She has done the same for fire preparedness. "The fire department comes by for education and we put out an actual fire every October, which is National Fire Prevention Month. We even did an exercise where staff were challenged to close their eyes and try to find their way around the center. This helps simulate the experience of a smoky environment."
Yoder says ASCs eager to improve their safety culture will be best served by taking steps to remove barriers that might stand in the way of staff participation. "Leaders must make sure not to tolerate any bullying and harassing behaviors. Make sure your ASC has an open environment where staff feel free to voice concerns. If a staff member speaks up, hear them out and research their concern. Let them understand that you want them to be honest and come forward when there are questions or concerns."

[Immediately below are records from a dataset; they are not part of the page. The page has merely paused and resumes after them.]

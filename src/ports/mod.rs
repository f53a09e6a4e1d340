/// Ports module defining interfaces for hexagonal architecture
///
/// Only outbound (driven) ports exist: the CLI drives the use case
/// directly, and the use case talks to sheet sources, formatters, output
/// destinations and the console through these traits.
pub mod outbound;
use super::product::{DriverEntry, IdentityKey};

/// Scalar fields resolved for one row
///
/// `None` means the row carried no value (after fill-down) for the field.
#[derive(Debug, Clone, Default, PartialEq, Eq)]
pub struct ScalarSnapshot {
    pub brand: Option<String>,
    pub category: Option<String>,
    pub status: Option<String>,
    pub form_factor: Option<String>,
    pub firmware_version: Option<String>,
    pub spec: Option<String>,
    pub identifier: Option<String>,
}

/// Scalar overrides carried by a firmware-sheet row
#[derive(Debug, Clone, Default, PartialEq, Eq)]
pub struct FirmwareUpdate {
    pub firmware_version: Option<String>,
    pub identifier: Option<String>,
    pub status: Option<String>,
}

/// What a classified row contributes to its product
#[derive(Debug, Clone, PartialEq, Eq)]
pub enum ObservationPayload {
    /// Zero or more driver entries (tall rows yield one, wide rows fan out)
    Drivers(Vec<DriverEntry>),
    /// Firmware metadata only
    Firmware(FirmwareUpdate),
}

/// One normalized row, ready for aggregation
#[derive(Debug, Clone, PartialEq, Eq)]
pub struct RowObservation {
    pub identity_key: IdentityKey,
    pub snapshot: ScalarSnapshot,
    pub payload: ObservationPayload,
}

impl RowObservation {
    /// Driver entries carried by the observation (empty for firmware rows)
    pub fn drivers(&self) -> &[DriverEntry] {
        match &self.payload {
            ObservationPayload::Drivers(entries) => entries,
            ObservationPayload::Firmware(_) => &[],
        }
    }
}
//! Virtual clock for discrete-event simulation.
//!
//! The [`SimClock`] tracks simulation time independently of wall-clock time,
//! advancing only when events are processed. Time is a dimensionless `f64`
//! in the same unit as the configured rates (a rate of 2.0 means two events
//! per time unit on average).

use serde::{Deserialize, Serialize};

/// Virtual simulation clock.
#[derive(Debug, Clone, Copy, Default, PartialEq, Serialize, Deserialize)]
pub struct SimClock {
    now: f64,
}

impl SimClock {
    /// Create a new clock starting at time zero.
    pub fn new() -> Self {
        Self { now: 0.0 }
    }

    /// Current simulation time.
    pub fn now(&self) -> f64 {
        self.now
    }

    /// Advance the clock to `time`, returning the elapsed interval.
    ///
    /// # Panics
    ///
    /// Panics in debug mode if `time` is in the past.
    pub fn advance_to(&mut self, time: f64) -> f64 {
        debug_assert!(
            time >= self.now,
            "Cannot move clock backwards: current={}, target={}",
            self.now,
            time,
        );
        let elapsed = time - self.now;
        self.now = time;
        elapsed
    }

    /// Whether the clock has reached `horizon`.
    pub fn reached(&self, horizon: f64) -> bool {
        self.now >= horizon
    }
}

#[cfg(test)]
mod tests {
    use super::*;

    #[test]
    fn test_new_clock_starts_at_zero() {
        let clock = SimClock::new();
        assert_eq!(clock.now(), 0.0);
    }

    #[test]
    fn test_advance_to_returns_elapsed() {
        let mut clock = SimClock::new();
        assert_eq!(clock.advance_to(2.5), 2.5);
        assert_eq!(clock.advance_to(4.0), 1.5);
        assert_eq!(clock.now(), 4.0);
    }

    #[test]
    fn test_advance_to_same_time_is_zero() {
        let mut clock = SimClock::new();
        clock.advance_to(1.0);
        assert_eq!(clock.advance_to(1.0), 0.0);
    }

    #[test]
    fn test_reached() {
        let mut clock = SimClock::new();
        assert!(!clock.reached(10.0));
        clock.advance_to(10.0);
        assert!(clock.reached(10.0));
    }

    #[test]
    #[should_panic(expected = "Cannot move clock backwards")]
    fn test_cannot_go_backwards() {
        let mut clock = SimClock::new();
        clock.advance_to(100.0);
        clock.advance_to(50.0);
    }
}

Yoder recommends ASCs consider using the Agency for Healthcare Research and Quality's Ambulatory Surgery Center Survey on Patient Safety Culture to assess staff opinion about the culture of patient safety.
"That tool helps staff think about and answer questions concerning where they work, how they feel when they are at work and how they perceive patients are being treated," she says. "Try to get all of your staff and physician partners to fill it out. Valuable information can come from the survey."
Do not overlook the importance of physician involvement in safety efforts, Merrill says. "I have pushed our physicians to become even more involved and engaged. Everyone looks to them for leadership. We have a picture of one our doctors putting out a fire during an exercise. He was shocked about the weight of a fire extinguisher. Doctors need be fully trained and ready to go, just like staff."
Reaping the Rewards
A commitment to improving safety culture can deliver significant benefits, Yoder says. "When you create a safe environment, staff flourish and grow. Happy employees typically translate to happy surgeons and happy patients. When you embrace the importance of a safety culture, I think much of the work required comes naturally."
Merrill believes the efforts undertaken at Endoscopy Center of Niagara are having a positive impact that extends beyond the walls of the ASC. "Through our exercises, we are providing staff with a better appreciation of awareness and knowing your surroundings. Safety culture should be a way of living and not just contained to the center."
The improvement efforts undertaken at Andrews Institute ASC have paid off, Holder says. In August 2017, the ASC conducted its annual safety culture survey. The employee rating was more than 95 percent—an A+ to Holder.
"That was my personal goal," she says. "We have seen improvements in team building, morale and effectiveness of identifying and handling safety issues and a decrease in incidents. The employees feel they have a voice and they use it. That helps everyone."